Immediately after the Republicans began citing a McLaughlin Associates poll that showed GOP congressional special election nominee Bob Turner and Democratic standard bearer David Weprin tied at 42 percent for the upcoming Sept. 13 vote, the Democratic Congressional Campaign Committee (DCCC) released different — and potentially suspect — numbers. The Global Strategy Group (Aug. 30-31; 400 likely NY-9 special election voters), polling for the DCCC, projects Weprin to be leading 47-39 percent. Though an 8-point spread is beyond the polling margin of error, several things must be considered to possibly give us a more accurate depiction of what is happening in this Brooklyn-Queens New York City campaign, one in which the Democratic nominee should win easily.

First, Global Stategy’s error factor for this particular poll is 4.9 percent, unusually high for a 400-sample survey in a congressional district. An error number well under 4 percent is more typical. Second, the poll actually shows more weakness for Weprin than strength. Though it projects him to be ahead, his 8-point advantage is substantially below the generic Democratic figure (46-32 percent) for the 9th CD. Third, Republican Turner’s favorability index, 40:26 percent, is surprisingly higher than Democrat Weprin’s: 35:24 percent. Taken in its entirety, the universe of recent polling suggests that this race may end in close fashion.

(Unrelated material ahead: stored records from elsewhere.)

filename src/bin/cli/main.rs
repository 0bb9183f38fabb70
//! CLI tool for Z21 configuration containers.

mod commands;
mod exit_codes;
mod output;

use clap::{ArgGroup, CommandFactory, Parser, Subcommand, ValueEnum};
use clap_complete::{Shell, generate};
use std::path::PathBuf;
use z21cfg::ButtonKind;

use exit_codes::ExitCode;

/// Z21 model-railway configuration tool
#[derive(Parser)]
#[command(name = "z21cfg")]
#[command(author, version, about = "Read and edit Z21 configuration files", long_about = None)]
#[command(propagate_version = true)]
pub struct Cli {
    #[command(subcommand)]
    command: Commands,

    /// Output format
    #[arg(long, short = 'f', value_enum, default_value = "human", global = true)]
    format: OutputFormat,

    /// Increase log verbosity (-v info, -vv debug, -vvv trace)
    #[arg(long, short = 'v', action = clap::ArgAction::Count, global = true)]
    verbose: u8,
}

#[derive(Subcommand)]
enum Commands {
    /// Print a summary of a container (alias: r)
    #[command(alias = "r")]
    Read {
        /// Container file to read
        file: PathBuf,
    },

    /// Export a container to JSON
    Export {
        /// Container file to export
        file: PathBuf,

        /// JSON file to write
        output: PathBuf,
    },

    /// List locomotives (alias: l)
    #[command(alias = "l")]
    #[command(group(ArgGroup::new("filter").args(["address", "name", "search"])))]
    List {
        /// Container file to list
        file: PathBuf,

        /// Show every field and the function table
        #[arg(long, short = 'd')]
        detailed: bool,

        /// Only locomotives with this address
        #[arg(long, short = 'a')]
        address: Option<u32>,

        /// Only the locomotive with this name (case-insensitive)
        #[arg(long, short = 'n')]
        name: Option<String>,

        /// Only locomotives whose name contains this text
        #[arg(long, short = 's')]
        search: Option<String>,
    },

    /// Show container members and payload format (alias: i)
    #[command(alias = "i")]
    Info {
        /// Container file to inspect
        file: PathBuf,
    },

    /// Edit one locomotive and write the container back
    Edit {
        /// Container file to edit
        file: PathBuf,

        /// Address of the locomotive to edit
        #[arg(long, short = 'a')]
        address: u32,

        /// New address
        #[arg(long)]
        new_address: Option<u32>,

        /// New name
        #[arg(long, short = 'n')]
        name: Option<String>,

        /// New maximum speed
        #[arg(long)]
        speed: Option<u32>,

        /// New traction direction
        #[arg(long, value_enum)]
        direction: Option<Direction>,

        #[command(flatten)]
        write: WriteArgs,
    },

    /// Add, change or remove a locomotive function
    Function {
        #[command(subcommand)]
        action: FunctionAction,
    },

    /// Generate shell completions
    Completions {
        /// Shell to generate completions for
        #[arg(value_enum)]
        shell: Shell,
    },
}

#[derive(Subcommand)]
enum FunctionAction {
    /// Add a function or change an existing one
    Set {
        /// Container file to edit
        file: PathBuf,

        /// Address of the locomotive
        #[arg(long, short = 'a')]
        address: u32,

        /// Function number (0-127)
        #[arg(long, short = 'F', value_parser = clap::value_parser!(u8).range(0..=127))]
        number: u8,

        /// Icon name
        #[arg(long)]
        icon: Option<String>,

        /// Keyboard shortcut
        #[arg(long)]
        shortcut: Option<String>,

        /// Button kind (switch, push-button, time, or a numeric code)
        #[arg(long)]
        button: Option<ButtonKind>,

        /// Duration in seconds; makes the function a time button
        #[arg(long)]
        duration: Option<f64>,

        /// Display position
        #[arg(long)]
        position: Option<i64>,

        #[command(flatten)]
        write: WriteArgs,
    },

    /// Remove a function
    Remove {
        /// Container file to edit
        file: PathBuf,

        /// Address of the locomotive
        #[arg(long, short = 'a')]
        address: u32,

        /// Function number (0-127)
        #[arg(long, short = 'F', value_parser = clap::value_parser!(u8).range(0..=127))]
        number: u8,

        #[command(flatten)]
        write: WriteArgs,
    },
}

/// Options shared by every command that writes a container.
#[derive(clap::Args)]
struct WriteArgs {
    /// Write to this file instead of replacing the input
    #[arg(short = 'o', long)]
    output: Option<PathBuf>,

    /// Fail if a locomotive has no matching stored vehicle
    #[arg(long)]
    strict: bool,

    /// Deflate level for the rewritten payload (1-9)
    #[arg(short = 'l', long, value_parser = clap::value_parser!(u32).range(1..=9))]
    level: Option<u32>,
}

#[derive(Copy, Clone, PartialEq, Eq, ValueEnum)]
pub enum OutputFormat {
    Human,
    Json,
}

#[derive(Copy, Clone, PartialEq, Eq, ValueEnum)]
pub enum Direction {
    Forward,
    Reverse,
}

fn init_logging(verbose: u8) {
    let level = match verbose {
        0 => "warn",
        1 => "info",
        2 => "debug",
        _ => "trace",
    };
    env_logger::Builder::from_env(env_logger::Env::default().default_filter_or(level))
        .format_timestamp(None)
        .init();
}

fn main() {
    let cli = Cli::parse();
    init_logging(cli.verbose);

    let exit_code = match cli.command {
        Commands::Read { file } => commands::read(&file, cli.format),

        Commands::Export { file, output } => commands::export(&file, &output, cli.format),

        Commands::List {
            file,
            detailed,
            address,
            name,
            search,
        } => {
            let filter = match (address, name, search) {
                (Some(address), _, _) => commands::LocoFilter::Address(address),
                (_, Some(name), _) => commands::LocoFilter::Name(name),
                (_, _, Some(term)) => commands::LocoFilter::Search(term),
                _ => commands::LocoFilter::All,
            };
            commands::list(&file, &filter, detailed, cli.format)
        }

        Commands::Info { file } => commands::info(&file, cli.format),

        Commands::Edit {
            file,
            address,
            new_address,
            name,
            speed,
            direction,
            write,
        } => commands::edit(&commands::EditConfig {
            path: &file,
            address,
            new_address,
            name,
            speed,
            direction: direction.map(|d| d == Direction::Forward),
            write: write.to_config(),
            format: cli.format,
        }),

        Commands::Function { action } => match action {
            FunctionAction::Set {
                file,
                address,
                number,
                icon,
                shortcut,
                button,
                duration,
                position,
                write,
            } => commands::function_set(&commands::FunctionSetConfig {
                path: &file,
                address,
                number,
                icon,
                shortcut,
                button,
                duration,
                position,
                write: write.to_config(),
                format: cli.format,
            }),

            FunctionAction::Remove {
                file,
                address,
                number,
                write,
            } => commands::function_remove(
                &file,
                address,
                number,
                &write.to_config(),
                cli.format,
            ),
        },

        Commands::Completions { shell } => {
            let mut cmd = Cli::command();
            let name = cmd.get_name().to_string();
            generate(shell, &mut cmd, name, &mut std::io::stdout());
            ExitCode::Success
        }
    };

    std::process::exit(exit_code.code());
}

impl WriteArgs {
    fn to_config(&self) -> commands::WriteConfig {
        commands::WriteConfig {
            output: self.output.clone(),
            strict: self.strict,
            level: self.level,
        }
    }
}
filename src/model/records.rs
//! Records that are read but never written back.

/// A switched accessory such as a turnout or signal.
#[derive(Debug, Clone, Default, PartialEq, Eq)]
pub struct Accessory {
    /// Accessory decoder address.
    pub address: u32,
    /// Display name.
    pub name: String,
    /// Accessory type label.
    pub kind: String,
    /// Current switching state.
    pub state: u32,
}

/// A track layout.
#[derive(Debug, Clone, Default, PartialEq, Eq)]
pub struct Layout {
    /// Display name.
    pub name: String,
    /// Track system label.
    pub track_type: String,
    /// Block names.
    pub blocks: Vec<String>,
}

/// Bytes kept verbatim because they could not be parsed.
#[derive(Clone, Default, PartialEq, Eq)]
pub struct UnknownBlock {
    /// Offset of the block within its source.
    pub offset: u64,
    /// Length of the block in bytes.
    pub length: u64,
    /// The raw bytes.
    pub data: Vec<u8>,
}

impl UnknownBlock {
    /// Captures a complete input as one block starting at offset zero.
    pub fn whole(data: Vec<u8>) -> Self {
        Self {
            offset: 0,
            length: data.len() as u64,
            data,
        }
    }
}

impl std::fmt::Debug for UnknownBlock {
    fn fmt(&self, f: &mut std::fmt::Formatter<'_>) -> std::fmt::Result {
        f.debug_struct("UnknownBlock")
            .field("offset", &self.offset)
            .field("length", &self.length)
            .field("data", &format_args!("[{} bytes]", self.data.len()))
            .finish()
    }
}
//! Container reading API.
//!
//! Parsing never fails on input that merely has the wrong shape. A file
//! that is not a ZIP archive, or a ZIP whose XML payload is broken, comes
//! back as [`ParseOutcome::Fallback`] with the raw bytes kept in a single
//! [`UnknownBlock`](crate::model::UnknownBlock). Errors are reserved for
//! I/O failures, damaged archive members and SQLite payloads that do not
//! match the expected schema.
//!
//! # Example
//!
//! ```rust,no_run
//! use z21cfg::read::Container;
//!
//! let container = Container::open("layout.z21")?;
//! let outcome = container.parse()?;
//! if outcome.is_fallback() {
//!     eprintln!("not a Z21 container, kept raw data");
//! }
//! for loco in &outcome.config().locomotives {
//!     println!("{}: {}", loco.address, loco.name);
//! }
//! # Ok::<(), z21cfg::Error>(())
//! ```

mod container;
mod info;
mod options;

pub use container::Container;
pub use info::{ContainerInfo, MemberInfo};
pub use options::{DEFAULT_MAX_PAYLOAD_SIZE, ParseOptions};

use std::io::{Cursor, Read, Seek, SeekFrom};

use zip::ZipArchive;

use crate::format::detect::sniff;
use crate::format::reader::BinaryReader;
use crate::format::{PayloadFormat, PayloadMember, detect_payload, sqlite, xml};
use crate::model::{FallbackReason, ParseOutcome, ParsedConfiguration};
use crate::{Error, Result};

/// Parses a container from a seekable reader.
pub fn parse_reader<R: Read + Seek>(mut reader: R, options: &ParseOptions) -> Result<ParseOutcome> {
    match ZipArchive::new(&mut reader) {
        Ok(mut archive) => parse_archive(&mut archive, options),
        Err(e) => {
            log::debug!("input is not a ZIP container: {}", e);
            capture_raw(&mut reader)
        }
    }
}

/// Parses a container held in memory.
pub fn parse_bytes(data: &[u8]) -> Result<ParseOutcome> {
    parse_reader(Cursor::new(data), &ParseOptions::default())
}

fn capture_raw<R: Read + Seek>(reader: R) -> Result<ParseOutcome> {
    let mut reader = BinaryReader::new(reader);
    reader.seek(SeekFrom::Start(0))?;
    let signature = sniff(&mut reader)?;
    let len = reader.len()?;
    log::debug!("capturing {} bytes of {} data as one unknown block", len, signature);
    let data = reader.read_bytes(len as usize)?;
    Ok(ParseOutcome::fallback(data, FallbackReason::NotZip))
}

fn parse_archive<R: Read + Seek>(
    archive: &mut ZipArchive<R>,
    options: &ParseOptions,
) -> Result<ParseOutcome> {
    let names: Vec<String> = archive.file_names().map(str::to_string).collect();
    let Some(member) = detect_payload(names.iter().map(String::as_str)) else {
        log::debug!("container has no payload member ({} members)", names.len());
        return Ok(ParseOutcome::Parsed(ParsedConfiguration::new()));
    };

    log::debug!("payload member '{}' is {}", member.name, member.format);
    let bytes = read_payload(archive, &member, options)?;

    match member.format {
        PayloadFormat::Sqlite => Ok(ParseOutcome::Parsed(sqlite::parse(&bytes)?)),
        PayloadFormat::Xml => Ok(xml::parse(&bytes)),
    }
}

pub(crate) fn read_payload<R: Read + Seek>(
    archive: &mut ZipArchive<R>,
    member: &PayloadMember,
    options: &ParseOptions,
) -> Result<Vec<u8>> {
    let file = archive.by_name(&member.name)?;
    let size = file.size();
    if size > options.max_payload_size {
        return Err(Error::ResourceLimitExceeded(format!(
            "payload '{}' is {} bytes, limit is {}",
            member.name, size, options.max_payload_size
        )));
    }

    let mut bytes = Vec::with_capacity(size.min(DEFAULT_MAX_PAYLOAD_SIZE) as usize);
    file.take(options.max_payload_size.saturating_add(1))
        .read_to_end(&mut bytes)?;
    if bytes.len() as u64 > options.max_payload_size {
        return Err(Error::ResourceLimitExceeded(format!(
            "payload '{}' exceeds {} bytes",
            member.name, options.max_payload_size
        )));
    }
    Ok(bytes)
}
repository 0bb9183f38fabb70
//! Output file handling.
//!
//! Overwriting the source container goes through a temporary file in the
//! same directory that is renamed over the target only after the new
//! archive is complete. A failed or interrupted write leaves the original
//! untouched.

use std::fs::{self, File, OpenOptions};
use std::path::{Path, PathBuf};

use tempfile::NamedTempFile;

use crate::{Error, Result};

/// Where a container is being written.
#[derive(Debug)]
pub(crate) enum OutputFile {
    /// Written in place at a path distinct from the source.
    Direct { file: File, path: PathBuf },
    /// Written to a sibling temporary file, then renamed over `target`.
    Staged { temp: NamedTempFile, target: PathBuf },
}

impl OutputFile {
    /// Creates the output for `target`.
    pub(crate) fn create(target: &Path, staged: bool) -> Result<Self> {
        if !staged {
            let file = OpenOptions::new()
                .read(true)
                .write(true)
                .create(true)
                .truncate(true)
                .open(target)?;
            return Ok(OutputFile::Direct {
                file,
                path: target.to_path_buf(),
            });
        }

        let dir = match target.parent() {
            Some(parent) if !parent.as_os_str().is_empty() => parent,
            _ => Path::new("."),
        };
        let temp = tempfile::Builder::new()
            .prefix(".z21-")
            .suffix(".tmp")
            .tempfile_in(dir)?;
        log::debug!(
            "staging output for {} in {}",
            target.display(),
            temp.path().display()
        );
        Ok(OutputFile::Staged {
            temp,
            target: target.to_path_buf(),
        })
    }

    pub(crate) fn is_staged(&self) -> bool {
        matches!(self, OutputFile::Staged { .. })
    }

    pub(crate) fn file_mut(&mut self) -> &mut File {
        match self {
            OutputFile::Direct { file, .. } => file,
            OutputFile::Staged { temp, .. } => temp.as_file_mut(),
        }
    }

    /// Flushes to disk and, when staged, replaces the target.
    pub(crate) fn commit(self) -> Result<PathBuf> {
        match self {
            OutputFile::Direct { file, path } => {
                file.sync_all()?;
                Ok(path)
            }
            OutputFile::Staged { temp, target } => {
                temp.as_file().sync_all()?;
                if let Ok(metadata) = fs::metadata(&target) {
                    fs::set_permissions(temp.path(), metadata.permissions())?;
                }
                temp.persist(&target).map_err(|e| Error::Io(e.error))?;
                Ok(target)
            }
        }
    }

    /// Removes whatever was written. A staged temporary file is deleted on
    /// drop; a direct output is deleted explicitly.
    pub(crate) fn discard(self) {
        if let OutputFile::Direct { file, path } = self {
            drop(file);
            if let Err(e) = fs::remove_file(&path) {
                log::warn!("could not remove partial output {}: {}", path.display(), e);
            }
        }
    }
}

/// Returns `true` if both paths name the same existing file, including
/// through symlinks and hard links.
#[cfg(unix)]
pub(crate) fn same_file(a: &Path, b: &Path) -> bool {
    use std::os::unix::fs::MetadataExt;

    match (fs::metadata(a), fs::metadata(b)) {
        (Ok(a), Ok(b)) => a.dev() == b.dev() && a.ino() == b.ino(),
        _ => false,
    }
}

/// Returns `true` if both paths name the same existing file.
#[cfg(not(unix))]
pub(crate) fn same_file(a: &Path, b: &Path) -> bool {
    match (fs::canonicalize(a), fs::canonicalize(b)) {
        (Ok(a), Ok(b)) => a == b,
        _ => false,
    }
}
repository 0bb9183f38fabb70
//! Scoped on-disk copies of SQLite payloads.
//!
//! SQLite needs a file path, so a payload member is written to a uniquely
//! named temporary file before it is opened. The file is deleted when the
//! [`TempDatabase`] is dropped, on success and error paths alike.

use std::io::Write;
use std::path::Path;

use rusqlite::{Connection, OpenFlags};
use tempfile::NamedTempFile;

use crate::Result;

/// A payload database materialized to a temporary file.
#[derive(Debug)]
pub struct TempDatabase {
    file: NamedTempFile,
}

impl TempDatabase {
    /// Writes `bytes` to a fresh temporary file.
    pub fn materialize(bytes: &[u8]) -> Result<Self> {
        let mut file = tempfile::Builder::new()
            .prefix("z21-")
            .suffix(".sqlite")
            .tempfile()?;
        file.write_all(bytes)?;
        file.flush()?;
        log::debug!(
            "materialized {} byte payload at {}",
            bytes.len(),
            file.path().display()
        );
        Ok(Self { file })
    }

    /// Returns the path of the temporary file.
    pub fn path(&self) -> &Path {
        self.file.path()
    }

    /// Opens the database read-only.
    pub fn open_read_only(&self) -> Result<Connection> {
        let conn = Connection::open_with_flags(
            self.path(),
            OpenFlags::SQLITE_OPEN_READ_ONLY | OpenFlags::SQLITE_OPEN_NO_MUTEX,
        )?;
        Ok(conn)
    }

    /// Opens the database for writing.
    pub fn open_read_write(&self) -> Result<Connection> {
        let conn = Connection::open_with_flags(
            self.path(),
            OpenFlags::SQLITE_OPEN_READ_WRITE | OpenFlags::SQLITE_OPEN_NO_MUTEX,
        )?;
        Ok(conn)
    }

    /// Reads the current database file back into memory.
    ///
    /// All connections must be closed first so the file is complete.
    pub fn read_back(&self) -> Result<Vec<u8>> {
        Ok(std::fs::read(self.path())?)
    }
}
//! Fuzz target for container parsing with arbitrary byte input.
//!
//! Arbitrary bytes are fed through the full read path: ZIP detection,
//! payload lookup and the XML or SQLite reader. Parsing may return an
//! error but must never panic, and a fallback must hold the whole input.
//!
//! Run with: cargo +nightly fuzz run container_parse

#![no_main]

use libfuzzer_sys::fuzz_target;
use std::io::Cursor;
use z21cfg::read::{ParseOptions, parse_reader};

fuzz_target!(|data: &[u8]| {
    let options = ParseOptions::new().max_payload_size(1 << 20);
    let Ok(outcome) = parse_reader(Cursor::new(data), &options) else {
        return;
    };

    if outcome.is_fallback() {
        let blocks = &outcome.config().unknown_blocks;
        assert_eq!(blocks.len(), 1);
    }

    for loco in &outcome.config().locomotives {
        assert_eq!(loco.functions().len(), loco.function_count());
        let _ = loco.sorted_functions();
    }
});
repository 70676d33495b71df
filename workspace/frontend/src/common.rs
pub mod error;
pub mod loading;
pub mod toast;
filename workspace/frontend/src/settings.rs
use log::Level;
use std::cell::RefCell;
use web_sys::window;

/// API base used when neither the build nor the browser overrides it.
pub const DEFAULT_API_BASE: &str = "/api";

const API_BASE_KEY: &str = "stockcast_api_base";
const LOG_LEVEL_KEY: &str = "stockcast_log_level";

/// Global application settings
#[derive(Debug, Clone)]
pub struct AppSettings {
    /// Base URL of the analysis endpoint, e.g. "/api" or "http://127.0.0.1:5000"
    pub api_base: String,

    /// Default log level for the application
    pub log_level: Level,

    /// Enable debug mode
    pub debug_mode: bool,

    /// Toast notification duration in milliseconds
    pub toast_duration_ms: u32,
}

impl Default for AppSettings {
    fn default() -> Self {
        Self {
            api_base: option_env!("STOCKCAST_API_BASE")
                .unwrap_or(DEFAULT_API_BASE)
                .to_string(),
            log_level: Level::Info,
            debug_mode: false,
            toast_duration_ms: 5000,
        }
    }
}

impl AppSettings {
    /// Create settings from environment/window location
    pub fn from_environment() -> Self {
        let mut settings = Self::default();

        let Some(window) = window() else {
            return settings;
        };

        if let Ok(hostname) = window.location().hostname() {
            settings.debug_mode = hostname == "localhost" || hostname == "127.0.0.1";
            if settings.debug_mode {
                settings.log_level = Level::Debug;
            }
        }

        if let Ok(Some(storage)) = window.local_storage() {
            if let Ok(Some(api_base)) = storage.get_item(API_BASE_KEY) {
                if !api_base.trim().is_empty() {
                    settings.api_base = api_base;
                }
            }

            if let Ok(Some(log_level)) = storage.get_item(LOG_LEVEL_KEY) {
                settings.log_level = match log_level.to_lowercase().as_str() {
                    "error" => Level::Error,
                    "warn" => Level::Warn,
                    "info" => Level::Info,
                    "debug" => Level::Debug,
                    "trace" => Level::Trace,
                    _ => settings.log_level,
                };
            }
        }

        settings
    }

    /// Get the full API URL for an endpoint
    pub fn api_url(&self, endpoint: &str) -> String {
        format!("{}{}", self.api_base.trim_end_matches('/'), endpoint)
    }
}

thread_local! {
    static SETTINGS: RefCell<AppSettings> = RefCell::new(AppSettings::from_environment());
}

/// Get a copy of the current settings
pub fn get_settings() -> AppSettings {
    SETTINGS.with(|s| s.borrow().clone())
}

/// Initialize settings (call this at app startup)
pub fn init_settings() {
    SETTINGS.with(|s| {
        *s.borrow_mut() = AppSettings::from_environment();
    });
}
//! Common types shared between the dashboard server and the browser frontend.
//! The wire contract of the analysis service lives here together with the
//! target-independent dashboard logic (form state, session state, the
//! projections feeding each view and the CSV export), so both sides agree on
//! shapes and the logic can be unit tested without a browser.

pub mod analysis;
pub mod error;
pub mod export;
pub mod form;
pub mod projection;
pub mod request;
pub mod session;

pub use analysis::{
    ActionSet, AnalysisResponse, BollingerSeries, EvalScores, ForecastPoint, INDEX_SYMBOL,
    NormalizedSeries, Recommendation, SummaryStats, SymbolAnalysis, TradeAction,
};
pub use error::{AnalyzeError, ExportError, FormError, TickerRejection};
pub use export::{FORECAST_CSV_FILENAME, forecast_csv};
pub use form::{AnalysisForm, MAX_SYMBOLS, TickerList};
pub use request::AnalyzeRequest;
pub use session::{AnalysisSession, Ticket};

use serde::{Deserialize, Serialize};
use utoipa::ToSchema;

/// Error body returned by the analysis service (and by the dashboard server
/// when it rejects a request before forwarding it).
#[derive(Debug, Clone, Serialize, Deserialize, ToSchema, PartialEq)]
pub struct ErrorBody {
    /// Human readable error message
    pub error: String,
}

impl ErrorBody {
    pub fn new(error: impl Into<String>) -> Self {
        Self { error: error.into() }
    }
}
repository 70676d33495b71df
use anyhow::Result;
use clap::{Args, Parser, Subcommand};
use std::path::PathBuf;

pub mod commands;

use crate::config::{ConfigOverrides, DEFAULT_CONFIG_FILE, ServerConfig};
use commands::{print_config, serve};

#[derive(Parser)]
#[command(name = "stockcast")]
#[command(about = "Stock forecast dashboard server")]
#[command(version)]
pub struct Cli {
    #[command(subcommand)]
    pub command: Commands,
}

#[derive(Subcommand)]
pub enum Commands {
    /// Start the dashboard server
    Serve(ConfigArgs),
    /// Print the resolved configuration
    Config(ConfigArgs),
}

/// Configuration sources shared by all subcommands
#[derive(Args, Debug, Clone)]
pub struct ConfigArgs {
    /// Configuration file without extension
    ///
    /// Any format known to the `config` crate works, e.g. stockcast.toml.
    /// A missing file is not an error.
    #[arg(short, long, default_value = DEFAULT_CONFIG_FILE)]
    pub config: String,

    /// Bind address for the web server
    ///
    /// Format: IP:PORT (e.g., 0.0.0.0:3000, 127.0.0.1:8080)
    #[arg(short, long)]
    pub bind_address: Option<String>,

    /// Base URL of the analysis service (e.g., http://127.0.0.1:5000)
    #[arg(short, long)]
    pub upstream_url: Option<String>,

    /// Directory with the built frontend
    #[arg(short, long)]
    pub static_dir: Option<PathBuf>,
}

impl ConfigArgs {
    pub fn resolve(self) -> Result<ServerConfig> {
        ServerConfig::load(
            &self.config,
            ConfigOverrides {
                bind_address: self.bind_address,
                upstream_url: self.upstream_url,
                static_dir: self.static_dir,
            },
        )
    }
}

impl Cli {
    pub async fn run(self) -> Result<()> {
        match self.command {
            Commands::Serve(args) => {
                serve(args.resolve()?).await?;
            }
            Commands::Config(args) => {
                print_config(&args.resolve()?)?;
            }
        }
        Ok(())
    }
}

Mr. Turner is a retired broadcasting executive and the 2010 GOP congressional nominee (lost 37-57 percent). Mr. Weprin is a freshman Democratic state assemblyman. He was twice elected to the New York City Council, serving as the body’s Finance Committee chairman. His father, Saul Weprin, is a former state Assembly Speaker. The seat is vacant due to the highly publicized resignation of ex-Rep. Anthony Weiner (D-NY-9).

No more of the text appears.